With us adults, nobody's going to jail - not for going out with someone much older than ourselves, anyway. But we are booking ourselves a whole litany of issues once the age difference gets into the double-digits.

It seems so hip when the celebrities do it, doesn't it? I can't pick up a women's magazine that doesn't laud Demi Moore for hooking up with Ashton Kutcher. But it's important to note that Demi Moore is worth, at last estimate, $50 million dollars. She does not have to go to work everyday. She does not see retirement looming on the horizon and think "Damn - better get to savin' some cash so I don't end up greating people at Walmart!" When she had small children, someone did the unpleasant stuff for her. She's had an estimated $600,000 worth of plastic surgery, and can easily afford to keep going.

But all of us non-celebs deal with reality, and the reality is that it's not always going to be smooth sailing for Older and Younger when they somehow hook up. Here's just a few of the items you have to look forward to:

1) Older is who he is by now. The older we get, the less likely we are to dramatically change our lifestyles. If I'm fifty years old and I'm in debt up to my eyeballs or have a long history of employment or legal problems, that's more than likely how it's going to be, and Younger needs to accept that.

2) Younger can still be anything she wants to be. This is the converse of #1. Younger typically has a world of career and educational opportunities out there.
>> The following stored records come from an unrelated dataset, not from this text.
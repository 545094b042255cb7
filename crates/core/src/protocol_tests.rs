// SPDX-License-Identifier: MIT
// Copyright (c) 2026 Alfred Jean LLC

#![allow(clippy::unwrap_used)]

use super::*;
use serde_json::json;

#[test]
fn client_wire_format() {
    assert_eq!(
        ClientMessage::join("dept-1").to_json().unwrap(),
        r#"{"type":"join_group","group":"dept-1"}"#
    );
    assert_eq!(
        ClientMessage::leave("dept-1").to_json().unwrap(),
        r#"{"type":"leave_group","group":"dept-1"}"#
    );
    assert_eq!(
        ClientMessage::ping(7).to_json().unwrap(),
        r#"{"type":"ping","id":7}"#
    );
}

#[test]
fn invoke_roundtrip() {
    let msg = ClientMessage::invoke("CardStarted", json!({"group": "dept-1", "cardId": "c1"}));
    let parsed = ClientMessage::from_json(&msg.to_json().unwrap()).unwrap();
    assert_eq!(msg, parsed);
}

#[test]
fn invoke_args_default_to_null() {
    let parsed = ClientMessage::from_json(r#"{"type":"invoke","method":"Refresh"}"#).unwrap();
    assert_eq!(parsed, ClientMessage::invoke("Refresh", serde_json::Value::Null));
}

#[test]
fn server_event_parses() {
    let parsed =
        ServerMessage::from_json(r#"{"type":"event","name":"CardPaused","data":{"cardId":"c1"}}"#)
            .unwrap();
    assert_eq!(parsed, ServerMessage::event("CardPaused", json!({"cardId": "c1"})));
}

#[test]
fn server_error_roundtrip() {
    let msg = ServerMessage::error("unauthorized");
    let parsed = ServerMessage::from_json(&msg.to_json().unwrap()).unwrap();
    assert_eq!(msg, parsed);
}

#[test]
fn unknown_type_is_rejected() {
    assert!(ServerMessage::from_json(r#"{"type":"snapshot"}"#).is_err());
}
// SPDX-License-Identifier: MIT
// Copyright (c) 2026 Alfred Jean LLC

//! Dispatch table from action type to the remote call that fulfills it.

use std::collections::BTreeMap;
use std::future::Future;

use fls_core::CacheKey;

use super::transport::BoxFuture;

/// Failure of a single remote execution.
///
/// The queue engine treats every variant as retryable; only an unknown
/// action type is permanent.
#[derive(Debug, thiserror::Error)]
pub enum ExecError {
    #[error("request failed: {0}")]
    Request(String),

    #[error("server rejected action ({status}): {message}")]
    Rejected { status: u16, message: String },

    #[error("invalid payload: {0}")]
    InvalidPayload(String),
}

pub type ExecResult = Result<(), ExecError>;

/// A remote operation taking an action payload.
pub trait Executor<P>: Send + Sync {
    fn execute(&self, payload: P) -> BoxFuture<'static, ExecResult>;
}

impl<P, F, Fut> Executor<P> for F
where
    F: Fn(P) -> Fut + Send + Sync,
    Fut: Future<Output = ExecResult> + Send + 'static,
{
    fn execute(&self, payload: P) -> BoxFuture<'static, ExecResult> {
        Box::pin(self(payload))
    }
}

struct Entry<P> {
    executor: Box<dyn Executor<P>>,
    invalidates: Vec<CacheKey>,
}

/// Maps action types to executors.
pub struct Registry<P> {
    entries: BTreeMap<String, Entry<P>>,
}

impl<P> Default for Registry<P> {
    fn default() -> Self {
        Self {
            entries: BTreeMap::new(),
        }
    }
}

impl<P> Registry<P> {
    pub fn new() -> Self {
        Self::default()
    }

    /// Register `executor` for `kind`, replacing any earlier registration.
    ///
    /// `invalidates` lists the cache keys made stale when it succeeds.
    pub fn register(
        &mut self,
        kind: impl Into<String>,
        executor: impl Executor<P> + 'static,
        invalidates: &[CacheKey],
    ) -> &mut Self {
        self.entries.insert(
            kind.into(),
            Entry {
                executor: Box::new(executor),
                invalidates: invalidates.to_vec(),
            },
        );
        self
    }

    pub fn resolve(&self, kind: &str) -> Option<&dyn Executor<P>> {
        self.entries.get(kind).map(|e| e.executor.as_ref())
    }

    pub fn invalidations(&self, kind: &str) -> &[CacheKey] {
        self.entries
            .get(kind)
            .map(|e| e.invalidates.as_slice())
            .unwrap_or(&[])
    }

    /// Registered action types in sorted order.
    pub fn kinds(&self) -> impl Iterator<Item = &str> {
        self.entries.keys().map(String::as_str)
    }
}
It's difficult for Older to estimate where life may take Younger, and Older needs to accept that.

3) Both need to get clear about having children. Younger and Older should be clear with each other about the concept of having children. When Older is male, this is typically a matter of whether the couple wants children, since men are fertile most of their lives. However, when Older is female, this is a physical issue. Conceiving becomes difficult after 40 (assuming Older is healthy. Smoking, poor diet and other poor health habits make this even more difficult). After age 45, half of pregnancies end in miscarriage. Menopause typically begains at 50. If this couple wants children, they need to save for the estimated $5,000 to $40,000 needed to adopt (and that's per child).

4) Jealousy and insecurity will be a much bigger deal. Older is always going to be insecure about the fact that he's, well, older. Younger needs to get certain phrases out of her vocabulary, such as "for your age" and "back in your day". Youngers should also not bring home things they feel might be helpful to Older, such as wrinkle cream, Viagra, hearing aid batteries, or disposable undergarments. Motive doesn't matter there - that's just an instant arguement.

5) Then there's money. If Older is financially successful, she's going to bankroll Younger to some degree. If she's not, Younger needs to be prepared to support Older through the most expensive years of life: retired from work, but still need to eat and take care of these mounting medical bills.

6) Ewwww..... If the age difference is greater than ten years, people are going to notice, and many will be creeped out by it. Rude and wrong, but true. Both need to prepare themselves emotionally for some social rejection, especially if they are into PDA. Anyone want to see the couple in the picture above get down? I rest my case.

Oh and, in the interest of disclosure, there is a 2.5 year age difference between BF and me. We are both pretty much who we're going to be, we have all the children we want, and we both fear greeting people at Walmart one day.